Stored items
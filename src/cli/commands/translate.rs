use anyhow::{Context, Result};

use super::{
    CommandResult, CommandSummary, TranslateReport,
    helper::{finish, load_localization},
};
use crate::cli::args::TranslateCommand;

/// Sets one translation and saves the table. An unknown hash leaves every
/// file untouched and fails the command.
pub fn translate(cmd: TranslateCommand) -> Result<CommandResult> {
    let mut l10n = load_localization(&cmd.common)?;

    let applied = l10n
        .set_translation(&cmd.source, &cmd.locale, &cmd.hash, &cmd.text)
        .with_context(|| format!("Failed to set translation of '{}'", cmd.hash))?;
    if applied {
        l10n.save_translations(&cmd.source, &cmd.locale)
            .with_context(|| {
                format!(
                    "Failed to save translations of '{}' for '{}'",
                    cmd.source, cmd.locale
                )
            })?;
    }

    Ok(finish(
        CommandSummary::Translate(TranslateReport {
            removed: cmd.text.trim().is_empty(),
            source: cmd.source,
            locale: cmd.locale,
            hash: cmd.hash,
            applied,
        }),
        usize::from(!applied),
        true,
    ))
}
use std::{
    collections::HashSet,
    fs,
    path::{Path, PathBuf},
};

use anyhow::{Context, Result, bail};
use serde::{Deserialize, Serialize};

use crate::core::{Locale, Localization, Namespace, SourceDefinition};

pub const CONFIG_FILE_NAME: &str = ".locsyncrc.json";

#[derive(Debug, Clone, PartialEq, Eq, Deserialize, Serialize)]
#[serde(rename_all = "camelCase")]
pub struct Config {
    /// Folder holding one storage folder per source.
    #[serde(default = "default_storage_folder")]
    pub storage_folder: String,
    /// Where client files are written. Empty disables them.
    #[serde(default)]
    pub client_folder: String,
    #[serde(default)]
    pub cache_key: String,
    #[serde(default)]
    pub app_locales: Vec<String>,
    #[serde(default)]
    pub content_locales: Vec<String>,
    /// Unicode character classes when tokenizing; `false` is ASCII-only.
    #[serde(default = "default_unicode")]
    pub unicode: bool,
    /// Folder names skipped in every source.
    #[serde(default)]
    pub exclude_folders: Vec<String>,
    /// File name fragments skipped in every source.
    #[serde(default)]
    pub exclude_files: Vec<String>,
    #[serde(default = "default_sources")]
    pub sources: Vec<SourceConfig>,
}

#[derive(Debug, Clone, PartialEq, Eq, Deserialize, Serialize)]
#[serde(rename_all = "camelCase")]
pub struct SourceConfig {
    pub alias: String,
    pub label: String,
    #[serde(default)]
    pub group: String,
    #[serde(default, skip_serializing_if = "Option::is_none")]
    pub storage_folder: Option<String>,
    #[serde(default)]
    pub paths: Vec<String>,
    #[serde(default)]
    pub exclude_folders: Vec<String>,
    #[serde(default)]
    pub exclude_files: Vec<String>,
}

fn default_storage_folder() -> String {
    "./localization".to_string()
}

fn default_unicode() -> bool {
    true
}

fn default_sources() -> Vec<SourceConfig> {
    vec![SourceConfig {
        alias: "app".to_string(),
        label: "Application".to_string(),
        group: String::new(),
        storage_folder: None,
        paths: vec!["./".to_string()],
        exclude_folders: [".git", "node_modules", "vendor"].map(String::from).to_vec(),
        exclude_files: Vec::new(),
    }]
}

impl Default for Config {
    fn default() -> Self {
        Self {
            storage_folder: default_storage_folder(),
            client_folder: String::new(),
            cache_key: String::new(),
            app_locales: Vec::new(),
            content_locales: Vec::new(),
            unicode: default_unicode(),
            exclude_folders: Vec::new(),
            exclude_files: Vec::new(),
            sources: default_sources(),
        }
    }
}

/// Values given on the command line, taking precedence over the file.
#[derive(Debug, Clone, Default)]
pub struct ConfigOverrides {
    pub storage_folder: Option<PathBuf>,
    pub client_folder: Option<PathBuf>,
}

impl Config {
    /// Validate configuration values.
    ///
    /// Returns an error naming the offending field for unsupported locales,
    /// duplicate or empty source aliases and sources without paths.
    pub fn validate(&self) -> Result<()> {
        for (field, locales) in [
            ("appLocales", &self.app_locales),
            ("contentLocales", &self.content_locales),
        ] {
            for name in locales {
                if !Locale::is_supported(name) {
                    bail!(
                        "Unsupported locale in '{}': \"{}\" (supported: {})",
                        field,
                        name,
                        Localization::supported_locale_names().join(", ")
                    );
                }
            }
        }

        let mut aliases = HashSet::new();
        for source in &self.sources {
            if source.alias.trim().is_empty() {
                bail!("Empty alias in 'sources'");
            }
            if !aliases.insert(source.alias.as_str()) {
                bail!("Duplicate alias in 'sources': \"{}\"", source.alias);
            }
            if source.paths.is_empty() {
                bail!("Source \"{}\" in 'sources' has no 'paths'", source.alias);
            }
        }

        Ok(())
    }

    pub fn apply_overrides(&mut self, overrides: &ConfigOverrides) {
        if let Some(folder) = &overrides.storage_folder {
            self.storage_folder = folder.to_string_lossy().into_owned();
        }
        if let Some(folder) = &overrides.client_folder {
            self.client_folder = folder.to_string_lossy().into_owned();
        }
    }

    /// Builds a configured context. Relative paths are resolved against
    /// `root`. Client files are not written here.
    pub fn localization(&self, root: &Path) -> Result<Localization> {
        let mut l10n = Localization::new();

        for name in &self.app_locales {
            l10n.add_locale(name, Namespace::Application)
                .with_context(|| format!("Invalid entry in 'appLocales': \"{}\"", name))?;
        }
        for name in &self.content_locales {
            l10n.add_locale(name, Namespace::Content)
                .with_context(|| format!("Invalid entry in 'contentLocales': \"{}\"", name))?;
        }

        l10n.configure(resolve(root, &self.storage_folder), None)?;
        if !self.client_folder.is_empty() {
            l10n.set_client_folder(Some(resolve(root, &self.client_folder)));
        }
        l10n.set_cache_key(&self.cache_key);
        l10n.set_unicode(self.unicode);
        for folder in &self.exclude_folders {
            l10n.add_exclude_folder(folder);
        }
        for file in &self.exclude_files {
            l10n.add_exclude_file(file);
        }

        for source in &self.sources {
            let definition = SourceDefinition {
                alias: source.alias.clone(),
                label: source.label.clone(),
                group: source.group.clone(),
                storage_folder: source.storage_folder.as_deref().map(|f| resolve(root, f)),
                roots: source.paths.iter().map(|p| resolve(root, p)).collect(),
                excluded_folders: source.exclude_folders.clone(),
                excluded_files: source.exclude_files.clone(),
            };
            l10n.add_source(definition)
                .with_context(|| format!("Failed to add source \"{}\"", source.alias))?;
        }

        Ok(l10n)
    }
}

fn resolve(root: &Path, path: &str) -> PathBuf {
    let path = Path::new(path);
    if path.is_absolute() {
        return path.to_path_buf();
    }
    path.components()
        .filter(|c| !matches!(c, std::path::Component::CurDir))
        .fold(root.to_path_buf(), |acc, c| acc.join(c))
}

pub fn default_config_json() -> Result<String> {
    let config = Config::default();
    serde_json::to_string_pretty(&config).context("Failed to generate default config.")
}

pub fn find_config_file(start_dir: &Path) -> Option<PathBuf> {
    let mut current = start_dir.to_path_buf();

    loop {
        let config_path = current.join(CONFIG_FILE_NAME);
        if config_path.exists() {
            return Some(config_path);
        }
        if current.join(".git").exists() {
            return None;
        }
        if !current.pop() {
            return None;
        }
    }
}

/// Result of loading configuration.
#[derive(Debug)]
pub struct ConfigLoadResult {
    pub config: Config,
    /// True if config was loaded from a file, false if using defaults.
    pub from_file: bool,
    /// Directory relative paths are resolved against: the one holding the
    /// config file, or the start directory.
    pub root: PathBuf,
}

pub fn load_config(start_dir: &Path) -> Result<ConfigLoadResult> {
    match find_config_file(start_dir) {
        Some(path) => {
            let content = fs::read_to_string(&path)
                .with_context(|| format!("Failed to read config file: {:?}", path))?;
            let config: Config = serde_json::from_str(&content)
                .with_context(|| format!("Failed to parse config file: {:?}", path))?;
            config.validate()?;
            let root = path
                .parent()
                .map(Path::to_path_buf)
                .unwrap_or_else(|| start_dir.to_path_buf());
            Ok(ConfigLoadResult {
                config,
                from_file: true,
                root,
            })
        }
        None => Ok(ConfigLoadResult {
            config: Config::default(),
            from_file: false,
            root: start_dir.to_path_buf(),
        }),
    }
}
//! Per (source, locale) translation tables.
//!
//! A table maps string hashes to translated text. It is stored as two flat
//! files in the source's storage folder: the editable `<locale>-server.ini`
//! holding every translation, and the derived `<locale>-client.ini` holding
//! only translations of strings used in client files.

pub mod ini;

use std::{
    collections::BTreeMap,
    fs, io,
    path::{Path, PathBuf},
};

use super::error::{LocalizationError, Result};
use super::language::Family;
use super::registry::Registry;
use crate::utils::write_atomic;

pub use ini::{FileKind, MalformedLine};

#[derive(Debug, Clone, Default, PartialEq, Eq)]
pub struct TranslationTable {
    locale: String,
    entries: BTreeMap<String, String>,
}

/// Outcome of loading a table from disk.
#[derive(Debug, Default)]
pub struct LoadedTable {
    pub table: TranslationTable,
    /// Lines skipped while reading, with the file they came from.
    pub malformed: Vec<(PathBuf, MalformedLine)>,
}

impl TranslationTable {
    pub fn new(locale: impl Into<String>) -> Self {
        Self {
            locale: locale.into(),
            entries: BTreeMap::new(),
        }
    }

    pub fn locale(&self) -> &str {
        &self.locale
    }

    pub fn get(&self, hash: &str) -> Option<&str> {
        self.entries.get(hash).map(String::as_str)
    }

    pub fn contains(&self, hash: &str) -> bool {
        self.entries.contains_key(hash)
    }

    pub fn len(&self) -> usize {
        self.entries.len()
    }

    pub fn is_empty(&self) -> bool {
        self.entries.is_empty()
    }

    pub fn iter(&self) -> impl Iterator<Item = (&str, &str)> {
        self.entries.iter().map(|(k, v)| (k.as_str(), v.as_str()))
    }

    /// Upserts a translation. Empty or whitespace-only text removes it
    /// instead, so a blanked translation reads as untranslated.
    pub fn set(&mut self, hash: &str, text: &str) {
        if text.trim().is_empty() {
            self.entries.remove(hash);
        } else {
            self.entries.insert(hash.to_string(), text.to_string());
        }
    }

    pub fn remove(&mut self, hash: &str) -> Option<String> {
        self.entries.remove(hash)
    }

    /// Drops translations of strings no longer in `registry`. Returns how many
    /// were removed.
    pub fn retain_known(&mut self, registry: &Registry) -> usize {
        let before = self.entries.len();
        self.entries.retain(|hash, _| registry.contains(hash));
        before - self.entries.len()
    }

    /// Reads the server file, then fills gaps from the client file. Missing
    /// files yield an empty table.
    pub fn load(folder: &Path, locale: &str) -> Result<LoadedTable> {
        let mut loaded = LoadedTable {
            table: TranslationTable::new(locale),
            malformed: Vec::new(),
        };

        for kind in [FileKind::Server, FileKind::Client] {
            let path = folder.join(kind.file_name(locale));
            let content = match fs::read_to_string(&path) {
                Ok(content) => content,
                Err(err) if err.kind() == io::ErrorKind::NotFound => continue,
                Err(err) => return Err(LocalizationError::io(path, err)),
            };

            let (pairs, malformed) = ini::parse(&content);
            for line in malformed {
                tracing::warn!(
                    file = %path.display(),
                    line = line.line,
                    "skipping malformed translation line"
                );
                loaded.malformed.push((path.clone(), line));
            }
            for (hash, text) in pairs {
                if !loaded.table.contains(&hash) {
                    loaded.table.set(&hash, &text);
                }
            }
        }

        Ok(loaded)
    }

    /// Prunes translations of vanished strings, then writes both files.
    /// Output is deterministic and written atomically.
    pub fn save(&mut self, folder: &Path, locale_label: &str, registry: &Registry) -> Result<()> {
        let pruned = self.retain_known(registry);
        if pruned > 0 {
            tracing::debug!(locale = %self.locale, pruned, "dropped translations of removed strings");
        }

        let server: Vec<(&str, &str)> = self.iter().collect();
        let client: Vec<(&str, &str)> = server
            .iter()
            .copied()
            .filter(|(hash, _)| {
                registry
                    .get(hash)
                    .is_some_and(|entry| entry.has_family(Family::Client))
            })
            .collect();

        for (kind, entries) in [(FileKind::Server, server), (FileKind::Client, client)] {
            let path = folder.join(kind.file_name(&self.locale));
            let content = ini::render(kind, locale_label, &entries);
            write_atomic(&path, content.as_bytes())
                .map_err(|err| LocalizationError::io(&path, err))?;
        }

        Ok(())
    }
}

#[cfg(test)]
mod tests {
    use super::*;
    use crate::core::extract::DiscoveredString;
    use crate::utils::hash_text;
    use pretty_assertions::assert_eq;
    use tempfile::TempDir;

    fn discovered(text: &str, family: Family) -> DiscoveredString {
        DiscoveredString {
            text: text.to_string(),
            file: "app.php".to_string(),
            line: 1,
            family,
        }
    }

    fn registry() -> Registry {
        Registry::merge(vec![
            discovered("Hello", Family::Server),
            discovered("Hello", Family::Client),
            discovered("Save", Family::Server),
        ])
    }

    #[test]
    fn test_blank_text_removes_translation() {
        let registry = registry();
        let mut table = TranslationTable::new("de_DE");
        table.set(&hash_text("Hello"), "Hallo");
        table.set(&hash_text("Save"), "Speichern");
        assert_eq!(registry.count_untranslated(&table), 0);

        table.set(&hash_text("Save"), "   ");
        assert_eq!(table.get(&hash_text("Save")), None);
        assert_eq!(registry.count_untranslated(&table), 1);
    }

    #[test]
    fn test_save_prunes_and_splits_files() {
        let dir = TempDir::new().unwrap();
        let registry = registry();
        let mut table = TranslationTable::new("de_DE");
        table.set(&hash_text("Hello"), "Hallo");
        table.set(&hash_text("Save"), "Speichern");
        table.set(&hash_text("Gone"), "Weg");

        table.save(dir.path(), "German", &registry).unwrap();

        assert_eq!(table.len(), 2);
        let server = fs::read_to_string(dir.path().join("de_DE-server.ini")).unwrap();
        let client = fs::read_to_string(dir.path().join("de_DE-client.ini")).unwrap();
        assert!(server.contains("Speichern") && server.contains("Hallo"));
        assert!(!server.contains("Weg"));
        assert!(client.contains("Hallo"));
        assert!(!client.contains("Speichern"));
    }

    #[test]
    fn test_save_twice_is_byte_identical() {
        let dir = TempDir::new().unwrap();
        let registry = registry();
        let mut table = TranslationTable::new("de_DE");
        table.set(&hash_text("Hello"), "Hallo");
        table.set(&hash_text("Save"), "Speichern");

        table.save(dir.path(), "German", &registry).unwrap();
        let first = fs::read(dir.path().join("de_DE-server.ini")).unwrap();
        table.save(dir.path(), "German", &registry).unwrap();
        let second = fs::read(dir.path().join("de_DE-server.ini")).unwrap();

        assert_eq!(first, second);
        assert!(!first.starts_with(&[0xEF, 0xBB, 0xBF]));
    }

    #[test]
    fn test_load_round_trip_and_client_fallback() {
        let dir = TempDir::new().unwrap();
        let registry = registry();
        let mut table = TranslationTable::new("de_DE");
        table.set(&hash_text("Hello"), "Hallo");
        table.set(&hash_text("Save"), "Speichern");
        table.save(dir.path(), "German", &registry).unwrap();

        let loaded = TranslationTable::load(dir.path(), "de_DE").unwrap();
        assert_eq!(loaded.table, table);

        // A translation only present in the client file is still picked up.
        fs::write(
            dir.path().join("de_DE-server.ini"),
            format!("{}= \"Speichern\"\n", hash_text("Save")),
        )
        .unwrap();
        let loaded = TranslationTable::load(dir.path(), "de_DE").unwrap();
        assert_eq!(loaded.table.get(&hash_text("Hello")), Some("Hallo"));
    }

    #[test]
    fn test_load_missing_files_is_empty() {
        let dir = TempDir::new().unwrap();
        let loaded = TranslationTable::load(dir.path(), "fr_FR").unwrap();
        assert!(loaded.table.is_empty());
        assert!(loaded.malformed.is_empty());
    }

    #[test]
    fn test_load_skips_malformed_lines() {
        let dir = TempDir::new().unwrap();
        fs::write(
            dir.path().join("fr_FR-server.ini"),
            "; header\nabc= \"Bonjour\"\nnot a pair\n",
        )
        .unwrap();

        let loaded = TranslationTable::load(dir.path(), "fr_FR").unwrap();
        assert_eq!(loaded.table.get("abc"), Some("Bonjour"));
        assert_eq!(loaded.malformed.len(), 1);
        assert_eq!(loaded.malformed[0].1.line, 3);
    }
}
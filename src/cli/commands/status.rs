use anyhow::{Context, Result};

use super::{CommandResult, CommandSummary, StatusReport, helper::{finish, load_localization}};
use crate::cli::args::StatusCommand;
use crate::core::{NATIVE_LOCALE, Namespace};

pub fn status(cmd: StatusCommand) -> Result<CommandResult> {
    let mut l10n = load_localization(&cmd.common)?;

    if let Some(locale) = &cmd.locale {
        l10n.get_locale(locale, Namespace::Application)
            .with_context(|| format!("Invalid value for '--locale': \"{}\"", locale))?;
    }

    let mut sources = l10n.status().context("Failed to read translation status")?;
    if let Some(locale) = &cmd.locale {
        for source in &mut sources {
            source.untranslated.retain(|c| &c.locale == locale);
        }
    }

    let locales = match &cmd.locale {
        Some(locale) if locale != NATIVE_LOCALE => vec![locale.clone()],
        Some(_) => Vec::new(),
        None => l10n
            .translated_locales()
            .iter()
            .map(|l| l.name().to_string())
            .collect(),
    };

    let report = StatusReport { locales, sources };
    let untranslated = report.untranslated_total();
    Ok(finish(
        CommandSummary::Status(report),
        untranslated,
        cmd.fail_on_untranslated,
    ))
}
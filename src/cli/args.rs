//! CLI argument definitions using clap.
//!
//! ## Commands
//!
//! - `scan`: Extract strings from one or all sources
//! - `status`: Untranslated counts per source and locale
//! - `strings`: List the strings of a source with their translations
//! - `translate`: Set or remove one translation
//! - `publish`: Write the client files
//! - `files`: List the client files that `publish` writes
//! - `locales`: List locales of a namespace
//! - `sources`: List configured sources
//! - `init`: Create a `.locsyncrc.json`
//! - `serve`: Start the MCP server

use std::path::PathBuf;

use clap::{Args, CommandFactory, Parser, Subcommand, ValueEnum};

use crate::core::Namespace;

#[derive(Debug, Parser)]
#[command(author, version, about, long_about = None)]
pub struct Arguments {
    #[command(subcommand)]
    pub command: Option<Command>,
}

impl Arguments {
    /// Check if a command was provided, otherwise print help and return None.
    pub fn with_command_or_help(self) -> Option<Self> {
        if self.command.is_none() {
            Self::command().print_help().ok();
            None
        } else {
            Some(self)
        }
    }

    /// Get the verbose flag from the command's common args.
    pub fn verbose(&self) -> bool {
        self.common().is_some_and(|common| common.verbose)
    }

    pub fn common(&self) -> Option<&CommonArgs> {
        match &self.command {
            Some(Command::Scan(cmd)) => Some(&cmd.common),
            Some(Command::Status(cmd)) => Some(&cmd.common),
            Some(Command::Strings(cmd)) => Some(&cmd.common),
            Some(Command::Translate(cmd)) => Some(&cmd.common),
            Some(Command::Publish(cmd)) => Some(&cmd.common),
            Some(Command::Files(cmd)) => Some(&cmd.common),
            Some(Command::Locales(cmd)) => Some(&cmd.common),
            Some(Command::Sources(cmd)) => Some(&cmd.common),
            Some(Command::Init) | Some(Command::Serve) | None => None,
        }
    }
}

/// Common arguments shared by all project commands.
#[derive(Debug, Clone, Default, Args)]
pub struct CommonArgs {
    /// Project directory to search for the config file (default: current directory)
    #[arg(long)]
    pub root: Option<PathBuf>,

    /// Storage folder for registries and translations (overrides config file)
    #[arg(long)]
    pub storage_folder: Option<PathBuf>,

    /// Folder for the generated client files (overrides config file)
    #[arg(long)]
    pub client_folder: Option<PathBuf>,

    /// Enable verbose output
    #[arg(short, long)]
    pub verbose: bool,
}

#[derive(Debug, Args)]
pub struct ScanCommand {
    /// Alias or id of the source to scan (default: all sources)
    #[arg(long)]
    pub source: Option<String>,

    #[command(flatten)]
    pub common: CommonArgs,
}

#[derive(Debug, Args)]
pub struct StatusCommand {
    /// Only report this application locale
    #[arg(long)]
    pub locale: Option<String>,

    /// Exit with status 1 when any string is untranslated
    #[arg(long)]
    pub fail_on_untranslated: bool,

    #[command(flatten)]
    pub common: CommonArgs,
}

#[derive(Debug, Args)]
pub struct StringsCommand {
    /// Alias or id of the source
    #[arg(long)]
    pub source: String,

    /// Application locale whose translations are shown
    #[arg(long)]
    pub locale: String,

    /// Only list strings without a translation
    #[arg(long)]
    pub untranslated: bool,

    #[command(flatten)]
    pub common: CommonArgs,
}

#[derive(Debug, Args)]
pub struct TranslateCommand {
    /// Alias or id of the source
    #[arg(long)]
    pub source: String,

    /// Application locale of the translation
    #[arg(long)]
    pub locale: String,

    /// Hash of the string, as listed by `strings`
    pub hash: String,

    /// Translated text. An empty text removes the translation
    pub text: String,

    #[command(flatten)]
    pub common: CommonArgs,
}

#[derive(Debug, Args)]
pub struct PublishCommand {
    /// Rewrite the client files even when the cache key is unchanged
    #[arg(long)]
    pub force: bool,

    #[command(flatten)]
    pub common: CommonArgs,
}

#[derive(Debug, Args)]
pub struct FilesCommand {
    #[command(flatten)]
    pub common: CommonArgs,
}

#[derive(Debug, Clone, Copy, PartialEq, Eq, ValueEnum)]
pub enum NamespaceArg {
    App,
    Content,
}

impl From<NamespaceArg> for Namespace {
    fn from(arg: NamespaceArg) -> Self {
        match arg {
            NamespaceArg::App => Namespace::Application,
            NamespaceArg::Content => Namespace::Content,
        }
    }
}

#[derive(Debug, Args)]
pub struct LocalesCommand {
    /// Namespace to list (default: app)
    #[arg(long, value_enum, default_value = "app")]
    pub namespace: NamespaceArg,

    /// List every supported locale instead
    #[arg(long)]
    pub supported: bool,

    #[command(flatten)]
    pub common: CommonArgs,
}

#[derive(Debug, Args)]
pub struct SourcesCommand {
    #[command(flatten)]
    pub common: CommonArgs,
}

#[derive(Debug, Subcommand)]
pub enum Command {
    /// Extract translatable strings from the source folders
    Scan(ScanCommand),
    /// Show untranslated string counts per source and locale
    Status(StatusCommand),
    /// List the strings of a source with their translations
    Strings(StringsCommand),
    /// Set or remove the translation of one string
    Translate(TranslateCommand),
    /// Write the client translation files
    Publish(PublishCommand),
    /// List the client files written by publish
    Files(FilesCommand),
    /// List the locales of a namespace
    Locales(LocalesCommand),
    /// List the configured sources
    Sources(SourcesCommand),
    /// Initialize a new .locsyncrc.json configuration file
    Init,
    /// Start MCP server for AI coding agents
    Serve,
}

About this task -
Take the lines above from the one containing "fails the command." to the one containing "Unicode character classes" and retype them exactly, both ends included, with nothing added.

Finished task -
/// file untouched and fails the command.
pub fn translate(cmd: TranslateCommand) -> Result<CommandResult> {
    let mut l10n = load_localization(&cmd.common)?;

    let applied = l10n
        .set_translation(&cmd.source, &cmd.locale, &cmd.hash, &cmd.text)
        .with_context(|| format!("Failed to set translation of '{}'", cmd.hash))?;
    if applied {
        l10n.save_translations(&cmd.source, &cmd.locale)
            .with_context(|| {
                format!(
                    "Failed to save translations of '{}' for '{}'",
                    cmd.source, cmd.locale
                )
            })?;
    }

    Ok(finish(
        CommandSummary::Translate(TranslateReport {
            removed: cmd.text.trim().is_empty(),
            source: cmd.source,
            locale: cmd.locale,
            hash: cmd.hash,
            applied,
        }),
        usize::from(!applied),
        true,
    ))
}
use std::{
    collections::HashSet,
    fs,
    path::{Path, PathBuf},
};

use anyhow::{Context, Result, bail};
use serde::{Deserialize, Serialize};

use crate::core::{Locale, Localization, Namespace, SourceDefinition};

pub const CONFIG_FILE_NAME: &str = ".locsyncrc.json";

#[derive(Debug, Clone, PartialEq, Eq, Deserialize, Serialize)]
#[serde(rename_all = "camelCase")]
pub struct Config {
    /// Folder holding one storage folder per source.
    #[serde(default = "default_storage_folder")]
    pub storage_folder: String,
    /// Where client files are written. Empty disables them.
    #[serde(default)]
    pub client_folder: String,
    #[serde(default)]
    pub cache_key: String,
    #[serde(default)]
    pub app_locales: Vec<String>,
    #[serde(default)]
    pub content_locales: Vec<String>,
    /// Unicode character classes when tokenizing; `false` is ASCII-only.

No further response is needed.